▸ EXERCISE PROMPT: Each entry should be written out again exactly, so that nothing is lost.

▸ Dataset entries:
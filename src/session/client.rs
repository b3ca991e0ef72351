use super::config::StartSessionRequest;
use super::error::SessionError;
use super::provider::{RealtimeEvent, RealtimeProvider, RealtimeSession};
use super::stats::SessionStats;
use super::token::TokenSource;
use super::transcript::Transcript;
use crate::ui::SessionView;
use chrono::{DateTime, Utc};
use std::future::Future;
use std::pin::Pin;
use std::sync::Arc;
use std::task::{Context, Poll};
use tokio::sync::mpsc;
use tracing::{error, info, warn};
use uuid::Uuid;

/// A session that reached the listening state
struct ActiveSession {
    id: Uuid,
    session: Box<dyn RealtimeSession>,
    events: mpsc::Receiver<RealtimeEvent>,
}

/// Result of a [`PendingStart`], applied with [`SessionClient::finish_start`]
pub struct StartOutcome(Result<ActiveSession, SessionError>);

/// In-flight token fetch and session setup
pub struct PendingStart {
    future: Pin<Box<dyn Future<Output = Result<ActiveSession, SessionError>> + Send>>,
}

impl Future for PendingStart {
    type Output = StartOutcome;

    fn poll(mut self: Pin<&mut Self>, cx: &mut Context<'_>) -> Poll<Self::Output> {
        self.future.as_mut().poll(cx).map(StartOutcome)
    }
}

enum SessionState {
    Idle,
    Listening(ActiveSession),
}

/// Speech-to-text session client
///
/// Owns at most one realtime session. All operations take `&mut self`, so
/// they run one at a time on whichever task owns the client (normally the
/// [`SessionDriver`](super::SessionDriver)).
pub struct SessionClient {
    tokens: Arc<dyn TokenSource>,
    provider: Arc<dyn RealtimeProvider>,
    request: StartSessionRequest,
    state: SessionState,
    transcript: Transcript,
    error: Option<SessionError>,
    last_session_id: Option<Uuid>,
    started_at: Option<DateTime<Utc>>,
    chunks_received: usize,
    sessions_started: usize,
}

impl SessionClient {
    pub fn new(
        tokens: Arc<dyn TokenSource>,
        provider: Arc<dyn RealtimeProvider>,
        request: StartSessionRequest,
    ) -> Self {
        Self {
            tokens,
            provider,
            request,
            state: SessionState::Idle,
            transcript: Transcript::default(),
            error: None,
            last_session_id: None,
            started_at: None,
            chunks_received: 0,
            sessions_started: 0,
        }
    }

    pub fn is_listening(&self) -> bool {
        matches!(self.state, SessionState::Listening(_))
    }

    pub fn transcript(&self) -> &str {
        self.transcript.as_str()
    }

    pub fn error(&self) -> Option<&SessionError> {
        self.error.as_ref()
    }

    /// Start a session. No-op while one is already active.
    ///
    /// Failures never escape; they land in [`SessionClient::error`].
    pub async fn start(&mut self) {
        if let Some(pending) = self.begin_start() {
            let outcome = pending.await;
            self.finish_start(outcome);
        }
    }

    /// Guard and clear for a new session
    ///
    /// Returns `None` while a session is active. Otherwise the error and
    /// transcript are cleared immediately and the returned future performs
    /// the token fetch and session setup without borrowing the client.
    /// Dropping it abandons the attempt; the client stays idle.
    pub fn begin_start(&mut self) -> Option<PendingStart> {
        if self.is_listening() {
            info!("Session is already active");
            return None;
        }

        self.error = None;
        self.transcript.clear();

        let future = Self::open(
            Arc::clone(&self.tokens),
            Arc::clone(&self.provider),
            self.request.clone(),
        );
        Some(PendingStart {
            future: Box::pin(future),
        })
    }

    /// Apply the result of a [`PendingStart`]
    pub fn finish_start(&mut self, outcome: StartOutcome) {
        if self.is_listening() {
            warn!("Discarding start result, a session is already active");
            return;
        }

        match outcome.0 {
            Ok(active) => {
                info!(session_id = %active.id, "STT session started, listening for speech");
                self.last_session_id = Some(active.id);
                self.started_at = Some(Utc::now());
                self.chunks_received = 0;
                self.sessions_started += 1;
                self.state = SessionState::Listening(active);
            }
            Err(e) => {
                error!("Error starting STT session: {}", e);
                self.error = Some(e);
            }
        }
    }

    async fn open(
        tokens: Arc<dyn TokenSource>,
        provider: Arc<dyn RealtimeProvider>,
        request: StartSessionRequest,
    ) -> Result<ActiveSession, SessionError> {
        let token = tokens.fetch_token().await?;

        info!("Opening {} session", provider.name());
        let (mut session, events) = provider
            .create_session(token)
            .await
            .map_err(|e| SessionError::SessionStart(e.to_string()))?;

        // On any error below `session` is dropped, never stored
        session
            .start(&request)
            .await
            .map_err(|e| SessionError::SessionStart(e.to_string()))?;
        session
            .start_voice_chat()
            .await
            .map_err(|e| SessionError::SessionStart(e.to_string()))?;

        Ok(ActiveSession {
            id: Uuid::new_v4(),
            session,
            events,
        })
    }

    /// Stop the active session. No-op while idle.
    pub async fn stop(&mut self) {
        if let Err(e) = self.teardown().await {
            error!("Error stopping STT session: {}", e);
            self.error = Some(e);
        }
    }

    /// Release the session handle. Returns false if there was none.
    ///
    /// The state is swapped to `Idle` before any provider call, so a second
    /// teardown (stop racing a disconnect) finds nothing to release.
    async fn teardown(&mut self) -> Result<bool, SessionError> {
        let active = match std::mem::replace(&mut self.state, SessionState::Idle) {
            SessionState::Listening(active) => active,
            SessionState::Idle => return Ok(false),
        };

        let ActiveSession {
            id, mut session, ..
        } = active;

        session.close_voice_chat();
        session
            .stop()
            .await
            .map_err(|e| SessionError::SessionStop(e.to_string()))?;

        info!(session_id = %id, "STT session stopped");
        Ok(true)
    }

    /// Wait for the next event of the active session
    ///
    /// Pending forever while idle, so it can sit in a `select!` next to the
    /// command channel. A closed event channel reads as a disconnect.
    pub async fn next_event(&mut self) -> RealtimeEvent {
        match &mut self.state {
            SessionState::Listening(active) => match active.events.recv().await {
                Some(event) => event,
                None => RealtimeEvent::Disconnected {
                    reason: "event stream closed".to_string(),
                },
            },
            SessionState::Idle => std::future::pending().await,
        }
    }

    /// Apply an event from the active session. Ignored while idle.
    pub async fn handle_event(&mut self, event: RealtimeEvent) {
        if !self.is_listening() {
            return;
        }

        match event {
            RealtimeEvent::TranscriptChunk { message } => {
                self.transcript.append(&message);
                self.chunks_received += 1;
            }
            RealtimeEvent::Disconnected { reason } => {
                warn!("Stream disconnected: {}", reason);
                self.stop().await;
                self.error = Some(SessionError::Disconnected);
            }
        }
    }

    /// Snapshot for the UI
    pub fn view(&self) -> SessionView {
        SessionView {
            listening: self.is_listening(),
            error: self.error.as_ref().map(|e| e.to_string()),
            transcript: self.transcript.as_str().to_string(),
        }
    }

    pub fn stats(&self) -> SessionStats {
        SessionStats {
            is_listening: self.is_listening(),
            session_id: self.last_session_id,
            started_at: self.started_at,
            chunks_received: self.chunks_received,
            sessions_started: self.sessions_started,
        }
    }
}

▸ RESPONSE BELOW:
filename src/session/client.rs
repository b3ca991e0ef72351
use super::config::StartSessionRequest;
use super::error::SessionError;
use super::provider::{RealtimeEvent, RealtimeProvider, RealtimeSession};
use super::stats::SessionStats;
use super::token::TokenSource;
use super::transcript::Transcript;
use crate::ui::SessionView;
use chrono::{DateTime, Utc};
use std::future::Future;
use std::pin::Pin;
use std::sync::Arc;
use std::task::{Context, Poll};
use tokio::sync::mpsc;
use tracing::{error, info, warn};
use uuid::Uuid;

/// A session that reached the listening state
struct ActiveSession {
    id: Uuid,
    session: Box<dyn RealtimeSession>,
    events: mpsc::Receiver<RealtimeEvent>,
}

/// Result of a [`PendingStart`], applied with [`SessionClient::finish_start`]
pub struct StartOutcome(Result<ActiveSession, SessionError>);

/// In-flight token fetch and session setup
pub struct PendingStart {
    future: Pin<Box<dyn Future<Output = Result<ActiveSession, SessionError>> + Send>>,
}

impl Future for PendingStart {
    type Output = StartOutcome;

    fn poll(mut self: Pin<&mut Self>, cx: &mut Context<'_>) -> Poll<Self::Output> {
        self.future.as_mut().poll(cx).map(StartOutcome)
    }
}

enum SessionState {
    Idle,
    Listening(ActiveSession),
}

/// Speech-to-text session client
///
/// Owns at most one realtime session. All operations take `&mut self`, so
/// they run one at a time on whichever task owns the client (normally the
/// [`SessionDriver`](super::SessionDriver)).
pub struct SessionClient {
    tokens: Arc<dyn TokenSource>,
    provider: Arc<dyn RealtimeProvider>,
    request: StartSessionRequest,
    state: SessionState,
    transcript: Transcript,
    error: Option<SessionError>,
    last_session_id: Option<Uuid>,
    started_at: Option<DateTime<Utc>>,
    chunks_received: usize,
    sessions_started: usize,
}

impl SessionClient {
    pub fn new(
        tokens: Arc<dyn TokenSource>,
        provider: Arc<dyn RealtimeProvider>,
        request: StartSessionRequest,
    ) -> Self {
        Self {
            tokens,
            provider,
            request,
            state: SessionState::Idle,
            transcript: Transcript::default(),
            error: None,
            last_session_id: None,
            started_at: None,
            chunks_received: 0,
            sessions_started: 0,
        }
    }

    pub fn is_listening(&self) -> bool {
        matches!(self.state, SessionState::Listening(_))
    }

    pub fn transcript(&self) -> &str {
        self.transcript.as_str()
    }

    pub fn error(&self) -> Option<&SessionError> {
        self.error.as_ref()
    }

    /// Start a session. No-op while one is already active.
    ///
    /// Failures never escape; they land in [`SessionClient::error`].
    pub async fn start(&mut self) {
        if let Some(pending) = self.begin_start() {
            let outcome = pending.await;
            self.finish_start(outcome);
        }
    }

    /// Guard and clear for a new session
    ///
    /// Returns `None` while a session is active. Otherwise the error and
    /// transcript are cleared immediately and the returned future performs
    /// the token fetch and session setup without borrowing the client.
    /// Dropping it abandons the attempt; the client stays idle.
    pub fn begin_start(&mut self) -> Option<PendingStart> {
        if self.is_listening() {
            info!("Session is already active");
            return None;
        }

        self.error = None;
        self.transcript.clear();

        let future = Self::open(
            Arc::clone(&self.tokens),
            Arc::clone(&self.provider),
            self.request.clone(),
        );
        Some(PendingStart {
            future: Box::pin(future),
        })
    }

    /// Apply the result of a [`PendingStart`]
    pub fn finish_start(&mut self, outcome: StartOutcome) {
        if self.is_listening() {
            warn!("Discarding start result, a session is already active");
            return;
        }

        match outcome.0 {
            Ok(active) => {
                info!(session_id = %active.id, "STT session started, listening for speech");
                self.last_session_id = Some(active.id);
                self.started_at = Some(Utc::now());
                self.chunks_received = 0;
                self.sessions_started += 1;
                self.state = SessionState::Listening(active);
            }
            Err(e) => {
                error!("Error starting STT session: {}", e);
                self.error = Some(e);
            }
        }
    }

    async fn open(
        tokens: Arc<dyn TokenSource>,
        provider: Arc<dyn RealtimeProvider>,
        request: StartSessionRequest,
    ) -> Result<ActiveSession, SessionError> {
        let token = tokens.fetch_token().await?;

        info!("Opening {} session", provider.name());
        let (mut session, events) = provider
            .create_session(token)
            .await
            .map_err(|e| SessionError::SessionStart(e.to_string()))?;

        // On any error below `session` is dropped, never stored
        session
            .start(&request)
            .await
            .map_err(|e| SessionError::SessionStart(e.to_string()))?;
        session
            .start_voice_chat()
            .await
            .map_err(|e| SessionError::SessionStart(e.to_string()))?;

        Ok(ActiveSession {
            id: Uuid::new_v4(),
            session,
            events,
        })
    }

    /// Stop the active session. No-op while idle.
    pub async fn stop(&mut self) {
        if let Err(e) = self.teardown().await {
            error!("Error stopping STT session: {}", e);
            self.error = Some(e);
        }
    }

    /// Release the session handle. Returns false if there was none.
    ///
    /// The state is swapped to `Idle` before any provider call, so a second
    /// teardown (stop racing a disconnect) finds nothing to release.
    async fn teardown(&mut self) -> Result<bool, SessionError> {
        let active = match std::mem::replace(&mut self.state, SessionState::Idle) {
            SessionState::Listening(active) => active,
            SessionState::Idle => return Ok(false),
        };

        let ActiveSession {
            id, mut session, ..
        } = active;

        session.close_voice_chat();
        session
            .stop()
            .await
            .map_err(|e| SessionError::SessionStop(e.to_string()))?;

        info!(session_id = %id, "STT session stopped");
        Ok(true)
    }

    /// Wait for the next event of the active session
    ///
    /// Pending forever while idle, so it can sit in a `select!` next to the
    /// command channel. A closed event channel reads as a disconnect.
    pub async fn next_event(&mut self) -> RealtimeEvent {
        match &mut self.state {
            SessionState::Listening(active) => match active.events.recv().await {
                Some(event) => event,
                None => RealtimeEvent::Disconnected {
                    reason: "event stream closed".to_string(),
                },
            },
            SessionState::Idle => std::future::pending().await,
        }
    }

    /// Apply an event from the active session. Ignored while idle.
    pub async fn handle_event(&mut self, event: RealtimeEvent) {
        if !self.is_listening() {
            return;
        }

        match event {
            RealtimeEvent::TranscriptChunk { message } => {
                self.transcript.append(&message);
                self.chunks_received += 1;
            }
            RealtimeEvent::Disconnected { reason } => {
                warn!("Stream disconnected: {}", reason);
                self.stop().await;
                self.error = Some(SessionError::Disconnected);
            }
        }
    }

    /// Snapshot for the UI
    pub fn view(&self) -> SessionView {
        SessionView {
            listening: self.is_listening(),
            error: self.error.as_ref().map(|e| e.to_string()),
            transcript: self.transcript.as_str().to_string(),
        }
    }

    pub fn stats(&self) -> SessionStats {
        SessionStats {
            is_listening: self.is_listening(),
            session_id: self.last_session_id,
            started_at: self.started_at,
            chunks_received: self.chunks_received,
            sessions_started: self.sessions_started,
        }
    }
}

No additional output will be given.